OPEN (2014)

three cellos & live electronics

written for Celli@Berkeley

commissioned by John Zurier, for BAMPFA


OPEN was inspired by my fascination with the abstract paintings of American painters in the mid-Twentieth century, particularly the sense of scale conveyed by the large canvases of Barnett Newman, Cy Twombly, Franz Kline, Clyfford Still, Joan Mitchell, and Mark Rothko. I was particularly drawn to the way that these large-format works swallowed up the observer with an overwhelming sense of presence and expanse. In these works, the act of seeing and the turning of attention back towards the one’s own perception becomes a key part if not the integral part of the art.

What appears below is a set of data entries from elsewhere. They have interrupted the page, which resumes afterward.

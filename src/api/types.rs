//! Response types for the daily-close chart API.

use serde::Deserialize;

/// Top-level envelope from the /v8/finance/chart endpoint.
#[derive(Debug, Clone, Deserialize)]
pub struct ChartResponse {
    pub chart: ChartEnvelope,
}

#[derive(Debug, Clone, Deserialize)]
pub struct ChartEnvelope {
    pub result: Option<Vec<ChartResult>>,
    pub error: Option<ChartError>,
}

/// Error payload returned for unknown tickers or bad ranges.
#[derive(Debug, Clone, Deserialize)]
pub struct ChartError {
    #[serde(default)]
    pub code: String,
    #[serde(default)]
    pub description: String,
}

/// One ticker's chart data: parallel timestamp and quote arrays.
#[derive(Debug, Clone, Deserialize)]
pub struct ChartResult {
    /// Trading-day timestamps in epoch seconds
    #[serde(default)]
    pub timestamp: Option<Vec<i64>>,
    pub indicators: ChartIndicators,
}

#[derive(Debug, Clone, Deserialize)]
pub struct ChartIndicators {
    #[serde(default)]
    pub quote: Vec<ChartQuote>,
}

/// Per-day quote arrays; entries are null on halted days.
#[derive(Debug, Clone, Deserialize)]
pub struct ChartQuote {
    #[serde(default)]
    pub close: Option<Vec<Option<f64>>>,
}
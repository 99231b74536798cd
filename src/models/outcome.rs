//! Simulated trade outcome produced by the backtest engine.

use chrono::NaiveDate;
use rust_decimal::Decimal;
use serde::{Deserialize, Serialize};

/// Result of replaying one disclosed trade at one holding period.
///
/// Entry is always the disclosure date, so the disclosure lag is baked into
/// every outcome. Created once per (trade, holding period) pair and never
/// mutated; lives for a single backtest run.
#[derive(Debug, Clone, Serialize, Deserialize)]
pub struct SimulatedOutcome {
    /// Stock ticker symbol
    pub ticker: String,

    /// Filing politician's name
    pub politician: String,

    /// When the politician executed the trade
    pub transaction_date: NaiveDate,

    /// When the trade became public
    pub disclosure_date: NaiveDate,

    /// Simulated entry date (== disclosure date)
    pub entry_date: NaiveDate,

    /// Simulated exit date (entry + holding period)
    pub exit_date: NaiveDate,

    /// Closing price at entry
    pub entry_price: Decimal,

    /// Closing price at exit
    pub exit_price: Decimal,

    /// Simple return over the holding period, in percent
    pub return_pct: f64,

    /// Holding period in days
    pub holding_period_days: u32,

    /// Estimated dollar amount of the source disclosure
    pub estimated_amount: Option<Decimal>,
}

OPEN is scored for three cellos and live electronics and was performed at the premiere by cellists Mosa Tsay, Lukas Whaley-Mayda, and Kane Suga (incredible cellists from the UC Berkeley student group CELLI@BERKELEY) and by my friend and collaborator Daniel Cullen. Daniel developed and performed the live electronics via iPad through six channels in the now-defunct Berkeley Art Museum, a brutalist monument which was closed due to seismic concerns. This piece, characteristically different than much of my other work, was written specifically for this space – the musical material is sparse and simple which allows it to be transformed into a lush sound-world of harmonics, glitch-distortion, cathedral-reverb, and feedback. Within the resonant space of the concrete museum, the music went up and out.

The piece is dedicated to my friend and mentor, the renowned painter John Zurier, and to the memory of our friend Melanie Lewis whose love for Berkeley, its people, and for art inspired and touched us both.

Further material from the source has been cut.